For better or for worse , the .NET Framework and the Windows platform have no direct equivalent to Enterprise Java Beans (EJBs). However, because hosting components is key for many enterprise applications, three alternatives to sharing a component with multiple clients exist:

  • Run as a Windows Service Windows Services (also known as NT Services) are system-level processes that run on the machine independent of the user who is logged in. Typical services include functions of the operating system, schedulers , virus scanners , database engines, and network components. Using templates supplied with Visual Studio .NET, it is possible to take a .NET assembly and run it as a service; however, the assembly will need to handle its own networking if it will be called remotely. This capability can be useful for applications that must be active for the lifetime of the machine.

  • Host through IIS Building a custom framework to host assemblies can be relatively complex. This process can include creating custom network sockets and listeners, caching, performing connection pooling for multiple clients, and so on. Many of these features are also found in products that host Web applications, such as IIS. One way of hosting an assembly is to take advantage of these features. IIS allows an assembly to be deployed and will handle incoming connections, protocols, pooling, and security via a configuration file located with the assembly.

  • Use Component Services Although hosting an assembly via IIS provides an easy and convenient way of sharing components, certain functionality that exists in EJBs might be required. This functionality can include recycling, state, transactions, method-level security, logging, impersonation, and message queue support. You can achieve this functionality with a .NET assembly by using Component Services. Also known as COM+ Services, Component Services enable you to apply this functionality to hosted components through either an administration tool or the use of attributes. I'm frequently asked whether a Microsoft equivalent of Container Managed Persistence (CMP) EJBs existsin other words, whether the ability to provide objecttorelational database mapping exists. As of this writing, this capability does not exist within the .NET Framework; however, a number of third-party implementations are available. In addition, Visual Studio .NET contains many tools that can auto-generate SQL statements and that even allow database tables to be dragged and dropped into the IDE itself.

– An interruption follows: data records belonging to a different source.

//! A set of generic storage abstractions for the page server to use when backing up and restoring its state from the external storage.
//! No other modules from this tree are supposed to be used directly by the external code.
//!
//! [`RemoteStorage`] trait a CRUD-like generic abstraction to use for adapting external storages with a few implementations:
//!   * [`local_fs`] allows to use local file system as an external storage
//!   * [`s3_bucket`] uses AWS S3 bucket as an external storage
//!   * [`azure_blob`] allows to use Azure Blob storage as an external storage
//!
#![deny(unsafe_code)]
#![deny(clippy::undocumented_unsafe_blocks)]

mod azure_blob;
mod config;
mod error;
mod local_fs;
mod metrics;
mod s3_bucket;
mod simulate_failures;
mod support;

use std::{
    collections::HashMap, fmt::Debug, num::NonZeroU32, pin::Pin, sync::Arc, time::SystemTime,
};

use anyhow::Context;
use camino::{Utf8Path, Utf8PathBuf};

use bytes::Bytes;
use futures::stream::Stream;
use serde::{Deserialize, Serialize};
use tokio::sync::Semaphore;
use tokio_util::sync::CancellationToken;
use tracing::info;

pub use self::{
    azure_blob::AzureBlobStorage, local_fs::LocalFs, s3_bucket::S3Bucket,
    simulate_failures::UnreliableWrapper,
};
use s3_bucket::RequestKind;

pub use crate::config::{AzureConfig, RemoteStorageConfig, RemoteStorageKind, S3Config};

/// Azure SDK's ETag type is a simple String wrapper: we use this internally instead of repeating it here.
pub use azure_core::Etag;

pub use error::{DownloadError, TimeTravelError, TimeoutOrCancel};

/// Currently, sync happens with AWS S3, that has two limits on requests per second:
/// ~200 RPS for IAM services
/// <https://docs.aws.amazon.com/AmazonRDS/latest/AuroraUserGuide/UsingWithRDS.IAMDBAuth.html>
/// ~3500 PUT/COPY/POST/DELETE or 5500 GET/HEAD S3 requests
/// <https://aws.amazon.com/premiumsupport/knowledge-center/s3-request-limit-avoid-throttling/>
pub const DEFAULT_REMOTE_STORAGE_S3_CONCURRENCY_LIMIT: usize = 100;
/// Set this limit analogously to the S3 limit
///
/// Here, a limit of max 20k concurrent connections was noted.
/// <https://learn.microsoft.com/en-us/answers/questions/1301863/is-there-any-limitation-to-concurrent-connections>
pub const DEFAULT_REMOTE_STORAGE_AZURE_CONCURRENCY_LIMIT: usize = 100;
/// No limits on the client side, which currenltly means 1000 for AWS S3.
/// <https://docs.aws.amazon.com/AmazonS3/latest/API/API_ListObjectsV2.html#API_ListObjectsV2_RequestSyntax>
pub const DEFAULT_MAX_KEYS_PER_LIST_RESPONSE: Option<i32> = None;

/// As defined in S3 docs
pub const MAX_KEYS_PER_DELETE: usize = 1000;

const REMOTE_STORAGE_PREFIX_SEPARATOR: char = '/';

/// Path on the remote storage, relative to some inner prefix.
/// The prefix is an implementation detail, that allows representing local paths
/// as the remote ones, stripping the local storage prefix away.
#[derive(Debug, Clone, PartialEq, Eq, PartialOrd, Ord, Hash)]
pub struct RemotePath(Utf8PathBuf);

impl Serialize for RemotePath {
    fn serialize<S>(&self, serializer: S) -> Result<S::Ok, S::Error>
    where
        S: serde::Serializer,
    {
        serializer.collect_str(self)
    }
}

impl<'de> Deserialize<'de> for RemotePath {
    fn deserialize<D>(deserializer: D) -> Result<Self, D::Error>
    where
        D: serde::Deserializer<'de>,
    {
        let str = String::deserialize(deserializer)?;
        Ok(Self(Utf8PathBuf::from(&str)))
    }
}

impl std::fmt::Display for RemotePath {
    fn fmt(&self, f: &mut std::fmt::Formatter<'_>) -> std::fmt::Result {
        std::fmt::Display::fmt(&self.0, f)
    }
}

impl RemotePath {
    pub fn new(relative_path: &Utf8Path) -> anyhow::Result<Self> {
        anyhow::ensure!(
            relative_path.is_relative(),
            "Path {relative_path:?} is not relative"
        );
        Ok(Self(relative_path.to_path_buf()))
    }

    pub fn from_string(relative_path: &str) -> anyhow::Result<Self> {
        Self::new(Utf8Path::new(relative_path))
    }

    pub fn with_base(&self, base_path: &Utf8Path) -> Utf8PathBuf {
        base_path.join(&self.0)
    }

    pub fn object_name(&self) -> Option<&str> {
        self.0.file_name()
    }

    pub fn join(&self, path: impl AsRef<Utf8Path>) -> Self {
        Self(self.0.join(path))
    }

    pub fn get_path(&self) -> &Utf8PathBuf {
        &self.0
    }

    pub fn extension(&self) -> Option<&str> {
        self.0.extension()
    }

    pub fn strip_prefix(&self, p: &RemotePath) -> Result<&Utf8Path, std::path::StripPrefixError> {
        self.0.strip_prefix(&p.0)
    }

    pub fn add_trailing_slash(&self) -> Self {
        // Unwrap safety inputs are guararnteed to be valid UTF-8
        Self(format!("{}/", self.0).try_into().unwrap())
    }
}

/// We don't need callers to be able to pass arbitrary delimiters: just control
/// whether listings will use a '/' separator or not.
///
/// The WithDelimiter mode will populate `prefixes` and `keys` in the result.  The
/// NoDelimiter mode will only populate `keys`.
pub enum ListingMode {
    WithDelimiter,
    NoDelimiter,
}

#[derive(Default)]
pub struct Listing {
    pub prefixes: Vec<RemotePath>,
    pub keys: Vec<RemotePath>,
}

/// Storage (potentially remote) API to manage its state.
/// This storage tries to be unaware of any layered repository context,
/// providing basic CRUD operations for storage files.
#[allow(async_fn_in_trait)]
pub trait RemoteStorage: Send + Sync + 'static {
    /// List objects in remote storage, with semantics matching AWS S3's ListObjectsV2.
    /// (see `<https://docs.aws.amazon.com/AmazonS3/latest/API/API_ListObjectsV2.html>`)
    ///
    /// Note that the prefix is relative to any `prefix_in_bucket` configured for the client, not
    /// from the absolute root of the bucket.
    ///
    /// `mode` configures whether to use a delimiter.  Without a delimiter all keys
    /// within the prefix are listed in the `keys` of the result.  With a delimiter, any "directories" at the top level of
    /// the prefix are returned in the `prefixes` of the result, and keys in the top level of the prefix are
    /// returned in `keys` ().
    ///
    /// `max_keys` controls the maximum number of keys that will be returned.  If this is None, this function
    /// will iteratively call listobjects until it runs out of keys.  Note that this is not safe to use on
    /// unlimted size buckets, as the full list of objects is allocated into a monolithic data structure.
    ///
    async fn list(
        &self,
        prefix: Option<&RemotePath>,
        _mode: ListingMode,
        max_keys: Option<NonZeroU32>,
        cancel: &CancellationToken,
    ) -> Result<Listing, DownloadError>;

    /// Streams the local file contents into remote into the remote storage entry.
    ///
    /// If the operation fails because of timeout or cancellation, the root cause of the error will be
    /// set to `TimeoutOrCancel`.
    async fn upload(
        &self,
        from: impl Stream<Item = std::io::Result<Bytes>> + Send + Sync + 'static,
        // S3 PUT request requires the content length to be specified,
        // otherwise it starts to fail with the concurrent connection count increasing.
        data_size_bytes: usize,
        to: &RemotePath,
        metadata: Option<StorageMetadata>,
        cancel: &CancellationToken,
    ) -> anyhow::Result<()>;

    /// Streams the remote storage entry contents.
    ///
    /// The returned download stream will obey initial timeout and cancellation signal by erroring
    /// on whichever happens first. Only one of the reasons will fail the stream, which is usually
    /// enough for `tokio::io::copy_buf` usage. If needed the error can be filtered out.
    ///
    /// Returns the metadata, if any was stored with the file previously.
    async fn download(
        &self,
        from: &RemotePath,
        cancel: &CancellationToken,
    ) -> Result<Download, DownloadError>;

    /// Streams a given byte range of the remote storage entry contents.
    ///
    /// The returned download stream will obey initial timeout and cancellation signal by erroring
    /// on whichever happens first. Only one of the reasons will fail the stream, which is usually
    /// enough for `tokio::io::copy_buf` usage. If needed the error can be filtered out.
    ///
    /// Returns the metadata, if any was stored with the file previously.
    async fn download_byte_range(
        &self,
        from: &RemotePath,
        start_inclusive: u64,
        end_exclusive: Option<u64>,
        cancel: &CancellationToken,
    ) -> Result<Download, DownloadError>;

    /// Delete a single path from remote storage.
    ///
    /// If the operation fails because of timeout or cancellation, the root cause of the error will be
    /// set to `TimeoutOrCancel`. In such situation it is unknown if the deletion went through.
    async fn delete(&self, path: &RemotePath, cancel: &CancellationToken) -> anyhow::Result<()>;

    /// Delete a multiple paths from remote storage.
    ///
    /// If the operation fails because of timeout or cancellation, the root cause of the error will be
    /// set to `TimeoutOrCancel`. In such situation it is unknown which deletions, if any, went
    /// through.
    async fn delete_objects<'a>(
        &self,
        paths: &'a [RemotePath],
        cancel: &CancellationToken,
    ) -> anyhow::Result<()>;

    /// Copy a remote object inside a bucket from one path to another.
    async fn copy(
        &self,
        from: &RemotePath,
        to: &RemotePath,
        cancel: &CancellationToken,
    ) -> anyhow::Result<()>;

    /// Resets the content of everything with the given prefix to the given state
    async fn time_travel_recover(
        &self,
        prefix: Option<&RemotePath>,
        timestamp: SystemTime,
        done_if_after: SystemTime,
        cancel: &CancellationToken,
    ) -> Result<(), TimeTravelError>;
}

Where's the Application Server?

Because I came from a J2EE background, this was certainly one of my first questions when learning .NET. Although I had done some COM programming, I was used to the concept of building and deploying for an application server that ran independent of the operating system.

As explained earlier, all the functionality found in a commercial J2EE application server (such as security, messaging, transactions, and logging) can be found in Windows and can be accessed by the classes in the .NET Framework. However, in contrast with a typical J2EE application server, this .NET functionality tends to be distributed across various parts of the operating system rather than being stored in one place. Many of these distributed parts have their own interface, configuration, and store; as a J2EE developer, you'll find that learning where this application server functionality lies is one of the challenges of learning about .NET. A lot of this design stems from historical reasons (providing backward compatibility with existing Win32 APIs and Windows DNA applications) and the way that the components have evolved over the years .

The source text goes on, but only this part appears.